As an organizational process, procurement is intended to ensure that the buying organization receives goods, services, or works at the best possible price when aspects such as quality, quantity, time, and location are compared. Corporations and public bodies often define processes intended to promote fair and open competition for their business while minimizing risks such as exposure to fraud and collusion. In practice, the procurement process is commonly organized into seven steps that provide structure and consistency across purchasing activities.

Almost all purchasing decisions include factors such as delivery and handling, marginal benefit, and fluctuations in the prices of goods. Organisations that have adopted a corporate social responsibility perspective are also likely to require their purchasing activity to take wider societal and ethical considerations into account. On the other hand, the introduction of external regulations concerning accounting practices can affect ongoing buyer-supplier relations in unforeseen ways.

==Overview==
The Institute for Supply Management (ISM) defines procurement as an organizational function that includes specification development, value analysis, supplier market research, negotiation, buying activities, contract administration, inventory control, traffic, receiving and stores. Federal US legislation defines procurement as including
all stages of the process of acquiring property or services, beginning with the process for determining a need for property or services and ending with contract completion and closeout.
 A company's procurement function, specifically its spending on suppliers, typically accounts for more than half of the company's total budget.

Purchasing is a subset of procurement that specifically deals with the ordering and payment of goods and services. Organizational procurement is also referred to as "organizational buying" or "institutional buying," for example, in studies of the buying behavior of staff involved in purchasing decision-making.

Procurement activities are also often divided into two distinct categories, direct and indirect spend. Direct spend refers to the production-related procurement that encompasses all items that are part of finished products, such as raw materials, components and parts. Direct procurement, which is the focus in supply chain management, directly affects the production process of manufacturing firms. In contrast, indirect procurement concerns non-production-related acquisition: a wide variety of goods and services, from standardized items like office supplies and safety equipment to complex and costly products and services like heavy equipment, consulting services, and outsourcing services.

|  | Direct procurement | Indirect procurement |  |
| Raw material and production goods | Maintenance, repair, and operating supplies, outsourcing | Capital goods and services |
| Quantity | Large | Low | Low |
| Value | Industry-specific | Low | High |
| Nature | Operational | Tactical | Strategic |
| Process | Scheduled | Scheduled or Unscheduled | Capital Project |
| Examples | Steel, Resin, Rubber | Safety Equipment, spare parts, IT | Warehouses, Vehicles, Oil Wells |

A 2011 report found that the average procurement department manages 60.6% of total enterprise spend.
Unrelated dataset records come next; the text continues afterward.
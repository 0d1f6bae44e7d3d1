//! Key-value engine error types.

use std::io;
use std::path::PathBuf;

use thiserror::Error;

/// Failures surfaced by the file-backed key-value engine.
#[derive(Debug, Error)]
pub enum KvError {
    /// Disk I/O failure outside the record framing.
    #[error("i/o failure on {path}: {source}")]
    Io {
        path: PathBuf,
        #[source]
        source: io::Error,
    },

    /// Another handle holds the exclusive lock on this wallet file.
    #[error("wallet file {0} is locked by another handle")]
    Locked(PathBuf),

    /// The file does not start with the wallet database magic.
    #[error("{0} is not a wallet database file")]
    BadMagic(PathBuf),

    /// Structural damage detected inside the log framing.
    #[error("corruption at byte offset {offset}: {reason}")]
    Corrupt { offset: u64, reason: String },
}

impl KvError {
    pub(crate) fn io(path: &std::path::Path, source: io::Error) -> Self {
        KvError::Io {
            path: path.to_path_buf(),
            source,
        }
    }

    pub(crate) fn corrupt(offset: u64, reason: impl Into<String>) -> Self {
        KvError::Corrupt {
            offset,
            reason: reason.into(),
        }
    }
}

/// Result type for engine operations.
pub type KvResult<T> = Result<T, KvError>;
//! Embedded ordered key-value engine for the wallet file.
//!
//! The wallet persistence layer treats this engine as a collaborator with
//! a narrow contract: ordered byte keys, atomic multi-op batches, fsync on
//! commit, exclusive file open, and a salvage primitive for damaged files.
//! Record schema, versioning, and corruption classification all live a
//! layer up (`records`, `load`, `recovery`).

mod entry;
mod errors;
mod file;
mod salvage;

pub use entry::{Op, FILE_FORMAT_VERSION, FILE_MAGIC};
pub use errors::{KvError, KvResult};
pub use file::{Batch, FileKv, FileLock};
pub use salvage::{salvage, SalvageOutcome};
impl WalletDb {
    /// Open (or create) the wallet file and take its exclusive lock.
    pub fn open(path: &Path) -> DbResult<Self> {
        let kv = FileKv::open(path)?;
        Ok(Self {
            kv,
            update_counter: AtomicU64::new(0),
            dirty_writes: 0,
            last_flush: Instant::now(),
        })
    }

    pub fn path(&self) -> &Path {
        self.kv.path()
    }

    pub(crate) fn kv(&self) -> &FileKv {
        &self.kv
    }

    pub(crate) fn kv_mut(&mut self) -> &mut FileKv {
        &mut self.kv
    }

    /// Number of committed mutations since this handle was opened.
    pub fn update_counter(&self) -> u64 {
        self.update_counter.load(Ordering::SeqCst)
    }

    pub(crate) fn bump_counter(&mut self) {
        self.update_counter.fetch_add(1, Ordering::SeqCst);
        self.dirty_writes += 1;
    }

    /// Writes committed since the last successful flush.
    pub fn dirty_writes(&self) -> u64 {
        self.dirty_writes
    }

    pub fn last_flush(&self) -> Instant {
        self.last_flush
    }

    /// Force buffered log data to stable storage.
    pub fn flush(&mut self) -> DbResult<()> {
        self.kv.flush()?;
        self.dirty_writes = 0;
        self.last_flush = Instant::now();
        Ok(())
    }

    /// Whether accumulated churn warrants rewriting the log.
    pub fn needs_rewrite(&self) -> bool {
        self.kv.needs_rewrite()
    }

    /// Rewrite the log to its live contents only.
    pub fn compact(&mut self) -> DbResult<()> {
        self.kv.compact()?;
        self.dirty_writes = 0;
        self.last_flush = Instant::now();
        Ok(())
    }

    fn write(&mut self, key: Vec<u8>, value: Vec<u8>) -> DbResult<()> {
        self.kv.put(key, value)?;
        self.bump_counter();
        Ok(())
    }

    fn erase(&mut self, key: Vec<u8>) -> DbResult<bool> {
        let erased = self.kv.erase(key)?;
        if erased {
            self.bump_counter();
        }
        Ok(erased)
    }

    /// Commit a prepared batch as one mutation. Empty batches are a no-op
    /// and do not touch the counter.
    pub(crate) fn commit_batch(&mut self, batch: Batch) -> DbResult<()> {
        if batch.is_empty() {
            return Ok(());
        }
        self.kv.commit(batch)?;
        self.bump_counter();
        Ok(())
    }

    // -- address book -------------------------------------------------------

    pub fn write_name(&mut self, address: &str, label: &str) -> DbResult<()> {
        self.write(
            records::name_key(address),
            records::address::encode_string_value(label),
        )
    }

    pub fn erase_name(&mut self, address: &str) -> DbResult<bool> {
        self.erase(records::name_key(address))
    }

    pub fn write_purpose(&mut self, address: &str, purpose: &str) -> DbResult<()> {
        self.write(
            records::purpose_key(address),
            records::address::encode_string_value(purpose),
        )
    }

    pub fn erase_purpose(&mut self, address: &str) -> DbResult<bool> {
        self.erase(records::purpose_key(address))
    }

    pub fn write_dest_data(&mut self, address: &str, key: &str, value: &str) -> DbResult<()> {
        self.write(
            records::dest_data_key(address, key),
            records::address::encode_string_value(value),
        )
    }

    pub fn erase_dest_data(&mut self, address: &str, key: &str) -> DbResult<bool> {
        self.erase(records::dest_data_key(address, key))
    }

    pub fn write_contract_data(&mut self, address: &str, key: &str, value: &str) -> DbResult<()> {
        self.write(
            records::contract_data_key(address, key),
            records::address::encode_string_value(value),
        )
    }

    pub fn erase_contract_data(&mut self, address: &str, key: &str) -> DbResult<bool> {
        self.erase(records::contract_data_key(address, key))
    }

    // -- transactions and tokens --------------------------------------------

    pub fn write_tx(&mut self, hash: &TxHash, tx: &WalletTx) -> DbResult<()> {
        self.write(records::tx_key(hash), tx.encode())
    }

    pub fn read_tx(&self, hash: &TxHash) -> DbResult<Option<Versioned<WalletTx>>> {
        match self.kv.get(&records::tx_key(hash)) {
            Some(raw) => Ok(Some(WalletTx::decode(raw)?)),
            None => Ok(None),
        }
    }

    pub fn erase_tx(&mut self, hash: &TxHash) -> DbResult<bool> {
        self.erase(records::tx_key(hash))
    }

    pub fn write_token(&mut self, hash: &TxHash, info: &TokenInfo) -> DbResult<()> {
        self.write(records::token_key(hash), info.encode())
    }

    pub fn erase_token(&mut self, hash: &TxHash) -> DbResult<bool> {
        self.erase(records::token_key(hash))
    }

    pub fn write_token_tx(&mut self, hash: &TxHash, record: &TokenTxRecord) -> DbResult<()> {
        self.write(records::token_tx_key(hash), record.encode())
    }

    pub fn erase_token_tx(&mut self, hash: &TxHash) -> DbResult<bool> {
        self.erase(records::token_tx_key(hash))
    }

    // -- masternode configuration -------------------------------------------

    pub fn write_node_config(&mut self, alias: &str, config: &NodeConfig) -> DbResult<()> {
        self.write(records::node_config_key(alias), config.encode())
    }

    pub fn read_node_config(&self, alias: &str) -> DbResult<Option<Versioned<NodeConfig>>> {
        match self.kv.get(&records::node_config_key(alias)) {
            Some(raw) => Ok(Some(NodeConfig::decode(raw)?)),
            None => Ok(None),
        }
    }

    pub fn erase_node_config(&mut self, alias: &str) -> DbResult<bool> {
        self.erase(records::node_config_key(alias))
    }

    // -- key material -------------------------------------------------------

    /// Store a plaintext key and its metadata in one atomic batch.
    pub fn write_key(
        &mut self,
        pubkey: &PubKey,
        secret: &[u8],
        meta: &KeyMetadata,
    ) -> DbResult<()> {
        let mut batch = Batch::new();
        batch.put(records::key_key(pubkey), keys::encode_secret(secret));
        batch.put(records::key_meta_key(pubkey), meta.encode());
        self.commit_batch(batch)
    }

    /// Store an encrypted key and its metadata; the plaintext record for
    /// the same public key is erased in the same batch.
    pub fn write_crypted_key(
        &mut self,
        pubkey: &PubKey,
        crypted_secret: &[u8],
        meta: &KeyMetadata,
    ) -> DbResult<()> {
        let mut batch = Batch::new();
        batch.put(
            records::crypted_key_key(pubkey),
            keys::encode_secret(crypted_secret),
        );
        batch.put(records::key_meta_key(pubkey), meta.encode());
        batch.erase(records::key_key(pubkey));
        self.commit_batch(batch)
    }

    pub fn write_master_key(&mut self, id: u32, key: &MasterKey) -> DbResult<()> {
        self.write(records::master_key_key(id), key.encode())
    }

    pub fn write_cscript(&mut self, hash: &KeyId, script: &[u8]) -> DbResult<()> {
        self.write(
            records::cscript_key(hash),
            records::address::encode_script_value(script),
        )
    }

    pub fn write_watch_only(&mut self, script: &[u8], meta: &KeyMetadata) -> DbResult<()> {
        self.write(records::watch_only_key(script), meta.encode())
    }

    pub fn erase_watch_only(&mut self, script: &[u8]) -> DbResult<bool> {
        self.erase(records::watch_only_key(script))
    }

    pub fn write_default_key(&mut self, pubkey: &PubKey) -> DbResult<()> {
        self.write(
            records::singleton_key(RecordKind::DefaultKey),
            records::encode_pubkey_value(pubkey),
        )
    }

    pub fn write_hd_chain(&mut self, chain: &HdChainState) -> DbResult<()> {
        self.write(records::singleton_key(RecordKind::HdChain), chain.encode())
    }

    pub fn read_hd_chain(&self) -> DbResult<Option<Versioned<HdChainState>>> {
        match self.kv.get(&records::singleton_key(RecordKind::HdChain)) {
            Some(raw) => Ok(Some(HdChainState::decode(raw)?)),
            None => Ok(None),
        }
    }

    // -- key pool -----------------------------------------------------------

    pub fn write_pool(&mut self, index: i64, entry: &KeyPoolEntry) -> DbResult<()> {
        self.write(records::pool_key(index), entry.encode())
    }

    pub fn read_pool(&self, index: i64) -> DbResult<Option<Versioned<KeyPoolEntry>>> {
        match self.kv.get(&records::pool_key(index)) {
            Some(raw) => Ok(Some(KeyPoolEntry::decode(raw)?)),
            None => Ok(None),
        }
    }

    pub fn erase_pool(&mut self, index: i64) -> DbResult<bool> {
        self.erase(records::pool_key(index))
    }

    // -- chain state singletons ---------------------------------------------

    pub fn write_best_block(&mut self, locator: &BestBlock) -> DbResult<()> {
        self.write(
            records::singleton_key(RecordKind::BestBlock),
            locator.encode(),
        )
    }

    pub fn read_best_block(&self) -> DbResult<Option<Versioned<BestBlock>>> {
        match self.kv.get(&records::singleton_key(RecordKind::BestBlock)) {
            Some(raw) => Ok(Some(BestBlock::decode(raw)?)),
            None => Ok(None),
        }
    }

    pub fn write_order_pos_next(&mut self, pos: i64) -> DbResult<()> {
        self.write(
            records::singleton_key(RecordKind::OrderPosNext),
            records::chainstate::encode_order_pos_next(pos),
        )
    }

    pub fn write_min_version(&mut self, version: u32) -> DbResult<()> {
        self.write(
            records::singleton_key(RecordKind::MinVersion),
            records::chainstate::encode_min_version(version),
        )
    }

    // -- staking and spend policy -------------------------------------------

    pub fn write_split_threshold(&mut self, threshold: u64) -> DbResult<()> {
        self.write(
            records::singleton_key(RecordKind::SplitThreshold),
            records::policy::encode_split_threshold(threshold),
        )
    }

    pub fn write_multisend(&mut self, rules: &MultiSendRules) -> DbResult<()> {
        self.write(records::singleton_key(RecordKind::MultiSend), rules.encode())
    }

    /// Erase the multisend rules only if the stored record still matches
    /// `prior`; a stale caller cannot clobber a newer configuration.
    pub fn erase_multisend(&mut self, prior: &MultiSendRules) -> DbResult<bool> {
        let key = records::singleton_key(RecordKind::MultiSend);
        let unchanged = self
            .kv
            .get(&key)
            .is_some_and(|raw| raw == prior.encode().as_slice());
        if unchanged {
            self.erase(key)
        } else {
            Ok(false)
        }
    }

    pub fn write_msettings(&mut self, settings: &MultiSendSettings) -> DbResult<()> {
        self.write(
            records::singleton_key(RecordKind::MSettings),
            settings.encode(),
        )
    }

    pub fn write_ms_disabled(&mut self, disabled: &MsDisabledAddresses) -> DbResult<()> {
        self.write(
            records::singleton_key(RecordKind::MsDisabled),
            disabled.encode(),
        )
    }

    /// Guarded erase, same contract as [`WalletDb::erase_multisend`].
    pub fn erase_ms_disabled(&mut self, prior: &MsDisabledAddresses) -> DbResult<bool> {
        let key = records::singleton_key(RecordKind::MsDisabled);
        let unchanged = self
            .kv
            .get(&key)
            .is_some_and(|raw| raw == prior.encode().as_slice());
        if unchanged {
            self.erase(key)
        } else {
            Ok(false)
        }
    }

    pub fn write_auto_combine(&mut self, settings: &AutoCombineSettings) -> DbResult<()> {
        self.write(
            records::singleton_key(RecordKind::AutoCombine),
            settings.encode(),
        )
    }

    // -- accounting ---------------------------------------------------------

    pub fn write_account(&mut self, name: &str, account: &Account) -> DbResult<()> {
        self.write(records::account_key(name), account.encode())
    }

    pub fn read_account(&self, name: &str) -> DbResult<Option<Versioned<Account>>> {
        match self.kv.get(&records::account_key(name)) {
            Some(raw) => Ok(Some(Account::decode(raw)?)),
            None => Ok(None),
        }
    }

    /// Append an accounting entry under the account's next free sequence
    /// number and return that number.
    pub fn append_accounting_entry(
        &mut self,
        account: &str,
        entry: &AccountingEntry,
    ) -> DbResult<u64> {
        let prefix = records::acentry_account_prefix(account);
        let next = self
            .kv
            .iter_prefix(&prefix)
            .last()
            .and_then(|(key, _)| acentry_seq(key, &prefix))
            .map_or(0, |seq| seq + 1);
        self.write(records::acentry_key(account, next), entry.encode())?;
        Ok(next)
    }

    /// All accounting entries, in (account, sequence) order. Pass `None`
    /// to list every account.
    pub fn list_accounting_entries(
        &self,
        account: Option<&str>,
    ) -> DbResult<Vec<(String, u64, AccountingEntry)>> {
        let prefix = match account {
            Some(name) => records::acentry_account_prefix(name),
            None => records::kind_prefix(RecordKind::AcEntry),
        };
        let tag_prefix = records::kind_prefix(RecordKind::AcEntry);
        let mut out = Vec::new();
        for (key, value) in self.kv.iter_prefix(&prefix) {
            let mut r = Reader::new(&key[tag_prefix.len()..]);
            let name = r.string("accounting account")?;
            let seq = u64::from_be_bytes(r.array::<8>("accounting seq")?);
            out.push((name, seq, AccountingEntry::decode(value)?.value));
        }
        // The raw cursor orders account names by their length prefix, not
        // lexicographically.
        out.sort_by(|a, b| (a.0.as_str(), a.1).cmp(&(b.0.as_str(), b.1)));
        Ok(out)
    }

    /// Net credit/debit across the account's entries.
    pub fn account_credit_debit(&self, account: &str) -> DbResult<i64> {
        let mut total = 0i64;
        for (_, _, entry) in self.list_accounting_entries(Some(account))? {
            total += entry.credit_debit;
        }
        Ok(total)
    }
}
This measure, commonly called "spend under management" or "managed spend", refers to the percentage of total enterprise spend (which includes all direct and indirect spend) that a procurement organization manages or influences. Alternatively, the term may refer to the percentage of addressable spend which is influenced by procurement, "addressable spend" being the expenditure which could potentially be influenced. The average procurement department also achieved an annual saving of 6.7% in the last reporting cycle, sourced 52.6% of its addressable spend, and has a contract compliance rate of 62.6%. A more restrictive definition of "spend under management" includes only expenditure that makes use of preferred supplier contracts and negotiated payment rates and terms.

==History==
The first record of what would be recognized now as the purchasing department of an industrial operation relates to the railway companies of the 19th century:
"The intelligence and fidelity exercised in the purchase, care and use of railway supplies influences directly the cost of construction and operating and affect the reputations of officers and the profits of owners."
Organized procurement has its roots in military logistics, where armies required structured systems for supplying troops with personnel, equipment, and material.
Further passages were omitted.